STUDY SHOWS SENETEK'S INVICORP EFFECTIVE IN TREATING IMPOTENCE

This press release is transmitted on behalf of Senetek PLC

New York, May 27, 1998 - Senetek PLC announced today that, in a recently concluded clinical study, its new drug therapy for treating erectile dysfunction (ED) in males - INVICORP(TM), a unique neurotransmitter combination-drug therapy administered with a proprietary state-of-the-art autoinjector - was nearly 70 per cent effective in treating patients with pharmaco-resistant erectile dysfunction.

These patients were consecutive erectile clinic attenders who had previously failed therapy with intracavernosal 20 mg of prostaglandin E1 (PGE1), also known as alprostadil - currently the only regulatory-approved intracavernosal drug therapy available in the marketplace for treating male patients with organic erectile dysfunction (impotence) - and 30 mg of papaverine in combination with 1mg of phentolamine mesylate. Forty-seven of the 70 patients achieved erections suitable for sexual intercourse, initially under clinical supervision and subsequently during home use of INVICORP.

The primary minor side effect associated with use of INVICORP was transient facial flushing in 37 out of 70 patients (53 per cent). None of the patients who were administered INVICORP reported priapism or other serious adverse events.

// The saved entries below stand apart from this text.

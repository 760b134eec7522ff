//! End-to-end reconciler tests against an in-memory object store.

use casebridge::config::Config;
use casebridge::manifest::{self, RecordSource, MANIFEST_FILENAME};
use casebridge::object_store::{MemoryStore, ObjectStore};
use casebridge::reconcile::{ProjectContext, ReconcileOptions, Reconciler};
use casebridge::sidecar::{FileOrigin, SidecarStore};
use chrono::{DateTime, Duration as ChronoDuration, Utc};
use std::collections::HashMap;
use std::path::PathBuf;
use std::sync::Arc;
use tempfile::TempDir;

struct Harness {
    _tmp: TempDir,
    store: Arc<MemoryStore>,
    reconciler: Reconciler,
    ctx: ProjectContext,
}

impl Harness {
    fn new() -> Self {
        let tmp = TempDir::new().unwrap();
        let mirror = tmp.path().to_path_buf();
        let config = Arc::new(
            Config::build(mirror.clone(), "s3://test-bucket", &HashMap::new()).unwrap(),
        );
        let store = Arc::new(MemoryStore::new());

        let local_root = mirror.join("A");
        std::fs::create_dir_all(&local_root).unwrap();

        let ctx = ProjectContext {
            name: "A".to_string(),
            local_root,
            prefix: config.project_prefix("A"),
            project_id: None,
        };
        let reconciler = Reconciler::new(config, store.clone(), None);
        Self {
            _tmp: tmp,
            store,
            reconciler,
            ctx,
        }
    }

    async fn full_pass(&self) {
        self.reconciler
            .reconcile(&self.ctx, ReconcileOptions::default())
            .await
            .unwrap();
    }

    async fn hydrate(&self) {
        self.reconciler
            .reconcile(
                &self.ctx,
                ReconcileOptions {
                    changed_file: None,
                    hydrate_only: true,
                },
            )
            .await
            .unwrap();
    }

    async fn fast_path(&self, path: PathBuf) {
        self.reconciler
            .reconcile(
                &self.ctx,
                ReconcileOptions {
                    changed_file: Some(path),
                    hydrate_only: false,
                },
            )
            .await
            .unwrap();
    }

    fn key(&self, rel: &str) -> String {
        format!("{}/{}", self.ctx.prefix, rel)
    }

    async fn manifest(&self) -> manifest::Manifest {
        manifest::load(&self.ctx.local_root.join(MANIFEST_FILENAME)).await
    }

    fn sidecars(&self) -> SidecarStore {
        SidecarStore::new(&self.ctx.local_root)
    }

    fn seed_time(&self) -> DateTime<Utc> {
        "2024-01-01T10:00:00Z".parse().unwrap()
    }
}

/// Scenario: fresh project hydration. Remote placeholder + file, empty
/// local tree. Hydration materializes the folder, downloads the file,
/// stamps the sidecar, records both keys, and uploads nothing.
#[tokio::test]
async fn fresh_project_hydration() {
    let h = Harness::new();
    let t = h.seed_time();
    h.store.insert(&h.key("dir/.placeholder"), b"", t);
    h.store.insert(&h.key("dir/x.txt"), b"hello", t);

    h.hydrate().await;

    assert!(h.ctx.local_root.join("dir").is_dir());
    let content = std::fs::read_to_string(h.ctx.local_root.join("dir/x.txt")).unwrap();
    assert_eq!(content, "hello");

    let record = h.sidecars().get("dir/x.txt").await.unwrap();
    assert_eq!(record.origin, FileOrigin::Filevine);

    let manifest = h.manifest().await;
    assert_eq!(manifest["dir/x.txt"].source, RecordSource::S3);
    assert_eq!(manifest["dir/.placeholder"].source, RecordSource::S3);

    // No outbound writes: the store still holds exactly the seeded keys.
    assert_eq!(h.store.keys().len(), 2);
}

/// Invariant: echo idempotence. A download followed by any number of
/// passes with no other activity produces zero uploads and zero deletes.
#[tokio::test]
async fn echo_idempotence_after_hydration() {
    let h = Harness::new();
    let t = h.seed_time();
    h.store.insert(&h.key("dir/x.txt"), b"hello", t);

    h.hydrate().await;
    h.full_pass().await;
    h.full_pass().await;

    // The object was never re-uploaded (its timestamp is untouched) and
    // never deleted.
    let listed = h.store.list_recursive(&h.ctx.prefix).await.unwrap();
    assert_eq!(listed.len(), 1);
    assert_eq!(listed[0].last_modified, t);
}

/// Round-trip: two consecutive passes with no external changes produce
/// byte-identical manifests.
#[tokio::test]
async fn pass_idempotence_manifest_bytes() {
    let h = Harness::new();
    let t = h.seed_time();
    h.store.insert(&h.key("dir/.placeholder"), b"", t);
    h.store.insert(&h.key("dir/x.txt"), b"hello", t);
    std::fs::write(h.ctx.local_root.join("local.txt"), b"mine").unwrap();

    // First pass converges the three stores (downloads flip their manifest
    // source from s3 to local on the following pass).
    h.full_pass().await;

    h.full_pass().await;
    let first = std::fs::read(h.ctx.local_root.join(MANIFEST_FILENAME)).unwrap();
    h.full_pass().await;
    let second = std::fs::read(h.ctx.local_root.join(MANIFEST_FILENAME)).unwrap();
    assert_eq!(first, second);
}

/// Scenario: local create via the watcher fast path.
#[tokio::test]
async fn fast_path_uploads_new_local_file() {
    let h = Harness::new();
    std::fs::create_dir_all(h.ctx.local_root.join("dir")).unwrap();
    let path = h.ctx.local_root.join("dir/new.pdf");
    std::fs::write(&path, b"%PDF").unwrap();

    h.fast_path(path).await;

    assert_eq!(h.store.get_bytes(&h.key("dir/new.pdf")).unwrap(), b"%PDF");
    let record = h.sidecars().get("dir/new.pdf").await.unwrap();
    assert_eq!(record.origin, FileOrigin::Local);
}

/// The fast path treats a vanished file as a local delete.
#[tokio::test]
async fn fast_path_mirrors_local_delete() {
    let h = Harness::new();
    let path = h.ctx.local_root.join("gone.txt");
    std::fs::write(&path, b"bytes").unwrap();
    h.fast_path(path.clone()).await;
    assert!(h.store.contains(&h.key("gone.txt")));

    std::fs::remove_file(&path).unwrap();
    h.fast_path(path).await;
    assert!(!h.store.contains(&h.key("gone.txt")));
}

/// The fast path suppresses its own download echo: after hydration the
/// sidecar fingerprint matches the bytes, so the event is a no-op.
#[tokio::test]
async fn fast_path_echo_shield() {
    let h = Harness::new();
    let t = h.seed_time();
    h.store.insert(&h.key("x.txt"), b"hello", t);
    h.hydrate().await;

    h.fast_path(h.ctx.local_root.join("x.txt")).await;

    let listed = h.store.list_recursive(&h.ctx.prefix).await.unwrap();
    assert_eq!(listed[0].last_modified, t, "echo must not re-upload");
}

/// Scenario: remote delete. The previous manifest recorded the key as
/// s3-sourced; the object is gone; the local copy follows.
#[tokio::test]
async fn remote_delete_removes_local_file() {
    let h = Harness::new();
    let t = h.seed_time();
    h.store.insert(&h.key("dir/x.txt"), b"hello", t);
    h.full_pass().await;
    assert!(h.ctx.local_root.join("dir/x.txt").is_file());

    h.store.delete(&h.key("dir/x.txt"));
    h.full_pass().await;

    assert!(!h.ctx.local_root.join("dir/x.txt").exists());
    assert!(!h.manifest().await.contains_key("dir/x.txt"));
}

/// Invariant: deletion causality. A local file the manifest attributes to
/// this side is re-uploaded when its object vanishes, never deleted.
#[tokio::test]
async fn local_sourced_file_reuploads_after_remote_loss() {
    let h = Harness::new();
    std::fs::write(h.ctx.local_root.join("mine.txt"), b"local bytes").unwrap();
    h.full_pass().await;
    assert!(h.store.contains(&h.key("mine.txt")));

    // Object lost upstream without a manifest record of remote ownership.
    h.store.delete(&h.key("mine.txt"));
    h.full_pass().await;

    assert!(h.ctx.local_root.join("mine.txt").is_file());
    assert!(h.store.contains(&h.key("mine.txt")));
}

/// Scenario: timestamp drift with identical bytes. The fingerprint
/// identity wins over any timestamp difference.
#[tokio::test]
async fn identical_bytes_never_transfer() {
    let h = Harness::new();
    let t = h.seed_time();
    h.store.insert(&h.key("x.txt"), b"hello", t);
    h.hydrate().await;

    let before = h.sidecars().get("x.txt").await.unwrap();

    // Pretend the object was touched far in the future.
    h.store
        .set_time(&h.key("x.txt"), Utc::now() + ChronoDuration::minutes(10));
    h.full_pass().await;

    // No download happened: the sidecar mark is untouched.
    let after = h.sidecars().get("x.txt").await.unwrap();
    assert_eq!(before, after);
}

/// Scenario: conflict with a newer local side uploads.
#[tokio::test]
async fn conflict_local_newer_uploads() {
    let h = Harness::new();
    let t = h.seed_time();
    h.store.insert(&h.key("x.txt"), b"old remote", t);
    h.hydrate().await;

    std::fs::write(h.ctx.local_root.join("x.txt"), b"new local").unwrap();
    h.store
        .set_time(&h.key("x.txt"), Utc::now() - ChronoDuration::minutes(10));
    h.full_pass().await;

    assert_eq!(h.store.get_bytes(&h.key("x.txt")).unwrap(), b"new local");
    let record = h.sidecars().get("x.txt").await.unwrap();
    assert_eq!(record.origin, FileOrigin::Local);
    assert_eq!(h.manifest().await["x.txt"].source, RecordSource::Local);
}

/// Conflict with a newer remote side downloads.
#[tokio::test]
async fn conflict_remote_newer_downloads() {
    let h = Harness::new();
    std::fs::write(h.ctx.local_root.join("x.txt"), b"stale local").unwrap();

    h.store.insert(
        &h.key("x.txt"),
        b"fresh remote",
        Utc::now() + ChronoDuration::minutes(10),
    );
    h.full_pass().await;

    let content = std::fs::read(h.ctx.local_root.join("x.txt")).unwrap();
    assert_eq!(content, b"fresh remote");
    let record = h.sidecars().get("x.txt").await.unwrap();
    assert_eq!(record.origin, FileOrigin::Filevine);
}

/// Invariant: skew guard. Differing bytes whose timestamps are within
/// two seconds do not transfer in either direction.
#[tokio::test]
async fn skew_guard_blocks_transfer() {
    let h = Harness::new();
    let path = h.ctx.local_root.join("x.txt");
    std::fs::write(&path, b"local variant").unwrap();
    let local_mtime: DateTime<Utc> =
        DateTime::from(std::fs::metadata(&path).unwrap().modified().unwrap());

    h.store.insert(
        &h.key("x.txt"),
        b"remote variant",
        local_mtime + ChronoDuration::milliseconds(1500),
    );
    h.full_pass().await;

    assert_eq!(std::fs::read(&path).unwrap(), b"local variant");
    assert_eq!(
        h.store.get_bytes(&h.key("x.txt")).unwrap(),
        b"remote variant"
    );
}

/// Round trip: create locally, propagate, delete locally, propagate.
/// The key ends up absent everywhere, including the manifest.
#[tokio::test]
async fn create_propagate_delete_round_trip() {
    let h = Harness::new();
    let path = h.ctx.local_root.join("p.txt");
    std::fs::write(&path, b"payload").unwrap();

    h.full_pass().await;
    assert!(h.store.contains(&h.key("p.txt")));
    assert_eq!(h.manifest().await["p.txt"].source, RecordSource::Local);

    std::fs::remove_file(&path).unwrap();
    h.full_pass().await;

    assert!(!h.store.contains(&h.key("p.txt")));
    assert!(!h.manifest().await.contains_key("p.txt"));
}

/// Invariant: ignore closure. Ignored basenames are never uploaded,
/// downloaded, or recorded.
#[tokio::test]
async fn ignored_files_never_sync() {
    let h = Harness::new();
    std::fs::write(h.ctx.local_root.join("scratch.tmp"), b"x").unwrap();
    std::fs::write(h.ctx.local_root.join("~$draft.docx"), b"y").unwrap();
    std::fs::write(h.ctx.local_root.join("real.txt"), b"z").unwrap();
    h.store.insert(&h.key("Thumbs.db"), b"junk", h.seed_time());

    h.full_pass().await;

    assert!(!h.store.contains(&h.key("scratch.tmp")));
    assert!(!h.store.contains(&h.key("~$draft.docx")));
    assert!(h.store.contains(&h.key("real.txt")));
    assert!(!h.ctx.local_root.join("Thumbs.db").exists());

    let manifest = h.manifest().await;
    assert!(!manifest.contains_key("scratch.tmp"));
    assert!(!manifest.contains_key("thumbs.db"));
    assert!(manifest.contains_key("real.txt"));
}

/// Hydration performs no outbound writes: local-only files stay
/// unuploaded while remote files land.
#[tokio::test]
async fn hydration_is_inbound_only() {
    let h = Harness::new();
    std::fs::write(h.ctx.local_root.join("mine.txt"), b"local").unwrap();
    h.store.insert(&h.key("theirs.txt"), b"remote", h.seed_time());

    h.hydrate().await;

    assert!(!h.store.contains(&h.key("mine.txt")));
    assert!(h.ctx.local_root.join("theirs.txt").is_file());

    let manifest = h.manifest().await;
    assert_eq!(manifest["mine.txt"].source, RecordSource::Local);
    assert_eq!(manifest["theirs.txt"].source, RecordSource::S3);

    // The local file uploads on the first real pass.
    h.full_pass().await;
    assert!(h.store.contains(&h.key("mine.txt")));
}

/// Invariant: case preservation. Downloads use the object's original
/// case; comparison is case-insensitive so no duplicate appears.
#[tokio::test]
async fn case_preserving_download_and_insensitive_compare() {
    let h = Harness::new();
    let t = h.seed_time();
    h.store
        .insert(&h.key("To Client/Exhibit A.PDF"), b"pdf", t);

    h.full_pass().await;
    assert!(h.ctx.local_root.join("To Client/Exhibit A.PDF").is_file());

    // A second pass sees local and remote as the same key.
    h.full_pass().await;
    let manifest = h.manifest().await;
    assert_eq!(manifest.len(), 1);
    assert!(manifest.contains_key("to client/exhibit a.pdf"));
    assert_eq!(h.store.keys().len(), 1);
}

/// Convergence: from a mixed starting state, a bounded number of passes
/// brings all three stores into agreement, and further passes change
/// nothing.
#[tokio::test]
async fn convergence_from_mixed_state() {
    let h = Harness::new();
    let t = h.seed_time();
    h.store.insert(&h.key("docs/.placeholder"), b"", t);
    h.store.insert(&h.key("docs/remote.txt"), b"remote", t);
    std::fs::create_dir_all(h.ctx.local_root.join("notes")).unwrap();
    std::fs::write(h.ctx.local_root.join("notes/local.txt"), b"local").unwrap();

    h.full_pass().await;
    h.full_pass().await;

    // Everything present everywhere.
    assert!(h.ctx.local_root.join("docs/remote.txt").is_file());
    assert!(h.store.contains(&h.key("notes/local.txt")));

    let manifest_before = std::fs::read(h.ctx.local_root.join(MANIFEST_FILENAME)).unwrap();
    h.full_pass().await;
    let manifest_after = std::fs::read(h.ctx.local_root.join(MANIFEST_FILENAME)).unwrap();
    assert_eq!(manifest_before, manifest_after);

    let listed = h.store.list_recursive(&h.ctx.prefix).await.unwrap();
    assert_eq!(listed.len(), 3);
}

Wallace Dinsmore, M.D., of the Department of Genito Urinary Medicine at Royal Victoria Hospital, Belfast, Northern Ireland, conducted the study, and will be presenting his clinical data at the ''2nd Meeting of the European Society for Impotence Research (ESIR)'' in Madrid, Spain, October 1-4, 1997.

Last month Senetek PLC announced that it filed a Product Licensing Application (PLA) with the United Kingdom's Medicines Control Agency (MCA) seeking approval to market INVICORP to treat moderate-to-severe, organic-based erectile dysfunction (ED) in males.

The PLA submission included data from Phase III clinical trials involving more than 700 men among eight sites in the United Kingdom. The data from the pivotal studies suggested that INVICORP was 81 per cent effective in treating male patients with organic-based ED - patients who previously could not function sexually - enabling them to have an erection suitable for intercourse. Of particular note involving the pivotal studies: 59 per cent of the patients treated successfuly with INVICORP had previously been treated with alternative pharmacotherapies, including prostaglandin (PGE1), papaverine and yohimbine, but had withdrawn from treatment either due to lack of effectiveness (45 per cent) or side effects or other reasons (55 per cent). Eighty-two per cent responded successfully to INVICORP, whereas previous pharmacotherapy had failed to be satisfactory. The primary side effect associated with INVICORP was short-term facial flushing.

INVICORP is an injectable formulation of vasoactive intestinal polypeptide (VIP) in combination with the adrenergic drug phentolamine. VIP, in combination with phentolamine and sexual stimulation, is expected to provide a new and effective alternative for ED patients that is essentially free of the troublesome side effects and cumbersome delivery methods limiting the use of other pharmacologic preparations. INVICORP can be delivered using Senetek's novel and patented Auto Injector - which renders the self-injection process exceptionally easy and unobtrusive to perform and helps ensure accurate, safe delivery of medication.

Senetek PLC is a biotechnology company providing technologies and solutions for aging-related health problems.